Risk Factors of Sever’s Disease

Sever's disease, is a common cause of heel pain in growing children and adolescents, and particularly affects those between eight and 14 years old. It arises from inflammation of the growth plate in the heel, often linked to periods of rapid growth when the heel bone grows faster than the surrounding muscles and tendons, causing tension and stress. The primary risk factors include active participation in sports, especially those involving running and jumping, which increase stress on the heel. Overuse and repetitive strain from athletic activities can exacerbate the condition. Additionally, children with flat feet or high arches, those who are overweight or obese, and children who have a tight Achilles tendon are more susceptible to developing Sever's disease. Wearing shoes with poor cushioning or support can also contribute to the risk of developing Sever’s disease. If your child is complaining of heel pain, it is suggested that you schedule an appointment with a podiatrist for a thorough evaluation and treatment.

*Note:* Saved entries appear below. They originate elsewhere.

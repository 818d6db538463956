/// Seedable mulberry32 source. Every random draw the engine makes goes
/// through one of these so a fixed seed replays a match exactly.
#[derive(Clone, Debug)]
pub struct Rng {
    seed: u32,
}

impl Rng {
    pub fn new(seed: u32) -> Self {
        Self { seed }
    }

    pub fn next_f32(&mut self) -> f32 {
        self.seed = self.seed.wrapping_add(0x6d2b79f5);
        let mut t = self.seed;
        t = (t ^ (t >> 15)).wrapping_mul(t | 1);
        t ^= t.wrapping_add((t ^ (t >> 7)).wrapping_mul(t | 61));
        let out = t ^ (t >> 14);
        (out as f64 / 4_294_967_296.0) as f32
    }

    pub fn int(&mut self, min: i32, max: i32) -> i32 {
        if max <= min {
            return min;
        }
        let span = (max - min + 1) as f32;
        min + (self.next_f32() * span).floor() as i32
    }

    pub fn bool(&mut self, probability: f32) -> bool {
        self.next_f32() < probability
    }

    pub fn pick_index(&mut self, len: usize) -> usize {
        if len <= 1 {
            return 0;
        }
        (self.next_f32() * len as f32).floor().min((len - 1) as f32) as usize
    }

    /// Two-way weighted choice: `first` with `first_weight`, else `second`.
    pub fn either<T>(&mut self, first: T, first_weight: f32, second: T) -> T {
        if self.bool(first_weight) {
            first
        } else {
            second
        }
    }
}
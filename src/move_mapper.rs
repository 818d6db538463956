use std::fmt;

use serde::Serialize;

use crate::types::Action;

/// Single-letter move the arena understands.
#[derive(Clone, Copy, Debug, PartialEq, Eq, Hash, Serialize)]
pub enum ActionCode {
    F,
    L,
    R,
    T,
}

impl ActionCode {
    pub const ALL: [ActionCode; 4] = [ActionCode::F, ActionCode::T, ActionCode::L, ActionCode::R];

    pub fn as_str(self) -> &'static str {
        match self {
            Self::F => "F",
            Self::L => "L",
            Self::R => "R",
            Self::T => "T",
        }
    }

    pub fn action(self) -> Action {
        match self {
            Self::F => Action::MoveForward,
            Self::L => Action::TurnLeft,
            Self::R => Action::TurnRight,
            Self::T => Action::Attack,
        }
    }
}

impl fmt::Display for ActionCode {
    fn fmt(&self, f: &mut fmt::Formatter<'_>) -> fmt::Result {
        f.write_str(self.as_str())
    }
}

pub fn map_action(action: Action) -> ActionCode {
    match action {
        Action::MoveForward => ActionCode::F,
        Action::TurnLeft => ActionCode::L,
        Action::TurnRight => ActionCode::R,
        Action::Attack => ActionCode::T,
    }
}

Sever's disease often occurs in children and teens. If your child is experiencing foot or ankle pain, see Leonora Fihman, DPM from California. Our doctor can treat your child’s foot and ankle needs.

Sever’s Disease

Sever’s disease is also known as calcaneal apophysitis, which is a medical condition that causes heel pain I none or both feet. The disease is known to affect children between the ages of 8 and 14.

Sever’s disease occurs when part of the child’s heel known as the growth plate (calcaneal epiphysis) is attached to the Achilles tendon. This area can suffer injury when the muscles and tendons of the growing foot do not keep pace with bone growth. Therefore, the constant pain which one experiences at the back of the heel will make the child unable to put any weight on the heel. The child is then forced to walk on their toes.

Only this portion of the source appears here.